Precision medicine aim of new AI-driven project


Developing precision medicine is the main goal of a new veterinary learning health care system at the University of Florida (UF).

With support from the UF strategic funding initiative, a digital imaging platform powered by artificial intelligence (AI) will be developed to collect, collate, and analyze patient data from the UF College of Veterinary Medicine’s clinical caseload across animal species.

“We need to do everything we can to eliminate barriers to cancer treatments, and creating an AI-enabled digital imaging platform will help us do that,” says Ben Sasse, UF president.

This innovation aims to create a pathway to customized medical solutions with the aid of molecular and genomic data sets. It will also address bottlenecks in implementing personalized cancer diagnoses and treatments, including the scarcity of veterinary pathologists and the heterogeneous nature of cancer disorders.
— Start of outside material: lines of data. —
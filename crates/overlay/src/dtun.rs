//! DTUN: the rendezvous realm.
//!
//! A second Kademlia instance whose *value* is "how to reach this
//! identifier right now". Globally reachable nodes serve as registrars;
//! every node — NATed ones above all — periodically registers its current
//! endpoint with the registrars closest to its own identifier, so a
//! find-value on a node identifier converges on somebody who knows where
//! it lives.
//!
//! `request` additionally makes the registrar poke the registrant
//! (`request-by`) with the requester's endpoint, which opens the
//! registrant's NAT toward the requester before the requester's first
//! real packet arrives.

use std::net::SocketAddr;
use std::time::{Duration, Instant};

use ahash::{HashMap, HashMapExt};
use bytes::BytesMut;
use rand::Rng;

use codec::id::NodeId;
use codec::messages::{
    DtunFindValueReply, FindNode, FindNodeReply, NodeRecord, PlainNonce, Register, Request,
    RequestBy,
};
use codec::{Header, MsgType, STATE_GLOBAL};

use crate::lookup::{LookupGoal, LookupKind};
use crate::node::{records_to_nodes, NodeState};
use crate::routing::{RoutingTable, K};
use crate::timer::Timeout;
use crate::{NodeAddr, Realm};

/// Cadence of registration refreshes.
pub const REGISTER_INTERVAL: Duration = Duration::from_secs(10);

/// Registrations older than this are dead.
pub const REGISTERED_TTL: Duration = Duration::from_secs(15);

#[derive(Debug, Clone, Copy)]
pub struct Registered {
    pub addr: SocketAddr,
    pub session: u32,
    pub at: Instant,
}

#[derive(Debug)]
pub struct Dtun {
    pub table: RoutingTable,
    registered: HashMap<NodeId, Registered>,
    registering: bool,
}

impl Dtun {
    pub fn new() -> Self {
        Self {
            table: RoutingTable::new(Realm::Dtun),
            registered: HashMap::new(),
            registering: false,
        }
    }

    /// A live registration for `id`, if any.
    pub fn registration(&self, now: Instant, id: &NodeId) -> Option<Registered> {
        self.registered
            .get(id)
            .filter(|r| now.duration_since(r.at) <= REGISTERED_TTL)
            .copied()
    }

    pub fn sweep(&mut self, now: Instant) {
        self.registered
            .retain(|_, r| now.duration_since(r.at) <= REGISTERED_TTL);
    }
}

impl Default for Dtun {
    fn default() -> Self {
        Self::new()
    }
}

impl NodeState {
    pub(crate) fn recv_dtun_ping(&mut self, now: Instant, hdr: &Header, body: &[u8], from: SocketAddr) {
        let Ok(ping) = PlainNonce::decode(body) else {
            return;
        };

        self.peers.add(now, hdr.src, from);

        let mut buf = BytesMut::new();
        PlainNonce { nonce: ping.nonce }.encode(
            MsgType::DtunPingReply,
            &self.id,
            &hdr.src,
            &mut buf,
        );
        self.outbox.push(from, buf.freeze());
    }

    pub(crate) fn recv_dtun_ping_reply(
        &mut self,
        now: Instant,
        hdr: &Header,
        body: &[u8],
        from: SocketAddr,
    ) {
        let Ok(reply) = PlainNonce::decode(body) else {
            return;
        };

        self.peers.add(now, hdr.src, from);
        self.dtun
            .table
            .on_ping_reply(reply.nonce, &hdr.src, from, &mut self.timers);
    }

    pub(crate) fn recv_dtun_find_node(
        &mut self,
        now: Instant,
        hdr: &Header,
        body: &[u8],
        from: SocketAddr,
    ) {
        let Ok(msg) = FindNode::decode(body) else {
            return;
        };

        self.peers.add(now, hdr.src, from);

        // only globally reachable nodes are useful routing hops
        if msg.state == STATE_GLOBAL {
            self.offer_to_table(now, Realm::Dtun, hdr.src, from);
        }

        let nodes = self.dtun.table.lookup(&self.id, &msg.target, K);
        let mut buf = BytesMut::new();
        FindNodeReply {
            nonce: msg.nonce,
            target: msg.target,
            family: self.family,
            nodes: self.nodes_to_records(&nodes),
        }
        .encode(MsgType::DtunFindNodeReply, &self.id, &hdr.src, &mut buf);
        self.outbox.push(from, buf.freeze());
    }

    pub(crate) fn recv_dtun_find_node_reply(
        &mut self,
        now: Instant,
        hdr: &Header,
        body: &[u8],
        from: SocketAddr,
    ) {
        let Ok(msg) = FindNodeReply::decode(body) else {
            return;
        };

        self.peers.add(now, hdr.src, from);
        self.offer_to_table(now, Realm::Dtun, hdr.src, from);

        let nodes = records_to_nodes(&msg.nodes, from, &hdr.src);
        self.lookup_nodes_received(now, msg.nonce, &hdr.src, nodes);
    }

    pub(crate) fn recv_dtun_find_value(
        &mut self,
        now: Instant,
        hdr: &Header,
        body: &[u8],
        from: SocketAddr,
    ) {
        let Ok(msg) = FindNode::decode(body) else {
            return;
        };

        self.peers.add(now, hdr.src, from);
        if msg.state == STATE_GLOBAL {
            self.offer_to_table(now, Realm::Dtun, hdr.src, from);
        }

        // a proxied registrant is reachable through us: answer with the
        // sender sentinel so the requester routes its traffic here
        let value = if self.proxy.registration(now, &msg.target).is_some() {
            Some(NodeRecord {
                id: msg.target,
                addr: None,
            })
        } else {
            self.dtun.registration(now, &msg.target).map(|r| NodeRecord {
                id: msg.target,
                addr: Some(r.addr),
            })
        };

        let nodes = match value {
            Some(_) => Vec::new(),
            None => self.dtun.table.lookup(&self.id, &msg.target, K),
        };

        let mut buf = BytesMut::new();
        DtunFindValueReply {
            nonce: msg.nonce,
            target: msg.target,
            family: self.family,
            value,
            nodes: self.nodes_to_records(&nodes),
        }
        .encode(&self.id, &hdr.src, &mut buf);
        self.outbox.push(from, buf.freeze());
    }

    pub(crate) fn recv_dtun_find_value_reply(
        &mut self,
        now: Instant,
        hdr: &Header,
        body: &[u8],
        from: SocketAddr,
    ) {
        let Ok(msg) = DtunFindValueReply::decode(body) else {
            return;
        };

        self.peers.add(now, hdr.src, from);
        self.offer_to_table(now, Realm::Dtun, hdr.src, from);

        if let Some(value) = msg.value {
            let endpoint = NodeAddr {
                id: value.id,
                addr: Some(value.addr.unwrap_or(from)),
            };
            self.lookup_endpoint_received(now, msg.nonce, &hdr.src, from, endpoint);
        } else {
            let nodes = records_to_nodes(&msg.nodes, from, &hdr.src);
            self.lookup_nodes_received(now, msg.nonce, &hdr.src, nodes);
        }
    }

    pub(crate) fn recv_dtun_register(
        &mut self,
        now: Instant,
        hdr: &Header,
        body: &[u8],
        from: SocketAddr,
    ) {
        let Ok(msg) = Register::decode(body) else {
            return;
        };

        let restarted = self.peers.add_with_session(now, hdr.src, from, msg.session);
        if restarted {
            self.forget_restarted_peer(&hdr.src);
        }

        self.dtun.registered.insert(
            hdr.src,
            Registered {
                addr: from,
                session: msg.session,
                at: now,
            },
        );
        log::debug!("[dtun] registered {} at {}", hdr.src, from);
    }

    pub(crate) fn recv_dtun_request(
        &mut self,
        now: Instant,
        hdr: &Header,
        body: &[u8],
        from: SocketAddr,
    ) {
        let Ok(msg) = Request::decode(body) else {
            return;
        };

        let Some(reg) = self.dtun.registration(now, &msg.target) else {
            return;
        };

        let mut buf = BytesMut::new();
        PlainNonce { nonce: msg.nonce }.encode(
            MsgType::DtunRequestReply,
            &self.id,
            &hdr.src,
            &mut buf,
        );
        self.outbox.push(from, buf.freeze());

        // poke the registrant so its NAT opens toward the requester
        let mut buf = BytesMut::new();
        RequestBy {
            nonce: msg.nonce,
            requester: from,
        }
        .encode(&self.id, &msg.target, &mut buf);
        self.outbox.push(reg.addr, buf.freeze());
    }

    pub(crate) fn recv_dtun_request_by(&mut self, body: &[u8]) {
        let Ok(msg) = RequestBy::decode(body) else {
            return;
        };

        // any datagram sent now opens our NAT mapping toward the
        // requester; a ping also lets them learn our identifier
        let nonce: u32 = rand::rng().random();
        let mut buf = BytesMut::new();
        PlainNonce { nonce }.encode(MsgType::DtunPing, &self.id, &NodeId::ZERO, &mut buf);
        self.outbox.push(msg.requester, buf.freeze());
    }

    pub(crate) fn recv_dtun_request_reply(&mut self, now: Instant, hdr: &Header, from: SocketAddr) {
        // the rendezvous answer itself travels in the find-value reply;
        // this only confirms the registrar relayed our request
        self.peers.refresh(now, &hdr.src);
        let _ = from;
    }

    /// Re-announce our endpoint to the registrars closest to us.
    pub(crate) fn dtun_register(&mut self, now: Instant) {
        if self.dtun.registering || self.dtun.table.is_empty() {
            return;
        }

        self.dtun.registering = true;
        self.start_lookup(
            now,
            Realm::Dtun,
            LookupKind::FindNode,
            self.id,
            LookupGoal::DtunRegister,
        );
    }

    /// Continuation of [`dtun_register`]: the closest nodes are known.
    pub(crate) fn dtun_register_finished(&mut self, nodes: &[NodeAddr]) {
        self.dtun.registering = false;

        for node in nodes.iter().take(K) {
            let Some(addr) = node.addr else {
                continue;
            };
            if node.id == self.id {
                continue;
            }

            let mut buf = BytesMut::new();
            Register {
                session: self.session,
            }
            .encode(&self.id, &node.id, &mut buf);
            self.outbox.push(addr, buf.freeze());
        }
    }

    pub(crate) fn on_dtun_register_tick(&mut self, now: Instant) {
        self.dtun_register(now);
        self.timers
            .schedule(now + REGISTER_INTERVAL, Timeout::DtunRegister);
    }

    /// Resolve `target` to its current endpoint and ask its registrar to
    /// hole-punch it toward us. The outcome lands in
    /// [`LookupGoal::Resolve`] dispatch.
    pub(crate) fn dtun_request(&mut self, now: Instant, target: NodeId) {
        self.start_lookup(
            now,
            Realm::Dtun,
            LookupKind::FindValue { key: None },
            target,
            LookupGoal::Resolve { target },
        );
    }

    /// After a find-value produced an endpoint, ask the responder to
    /// relay a request-by toward the target.
    pub(crate) fn send_dtun_request(&mut self, registrar: SocketAddr, registrar_id: &NodeId, target: NodeId) {
        let nonce: u32 = rand::rng().random();
        let mut buf = BytesMut::new();
        Request { nonce, target }.encode(&self.id, registrar_id, &mut buf);
        self.outbox.push(registrar, buf.freeze());
    }
}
In the first phase of the project, the college will focus on populating the data warehouse with digitized information amassed in diagnostic imaging, an area key to the veterinary oncology practice, as well as cell and tissue data that has been routinely collected from animal patients across UF’s various practice sites.

Subsequent phases of the project will deploy applications to resolve diagnostic and clinical problems for client-owned animal patients, as well as develop AI algorithms to establish reliable, preclinical, comparative, and translational research models.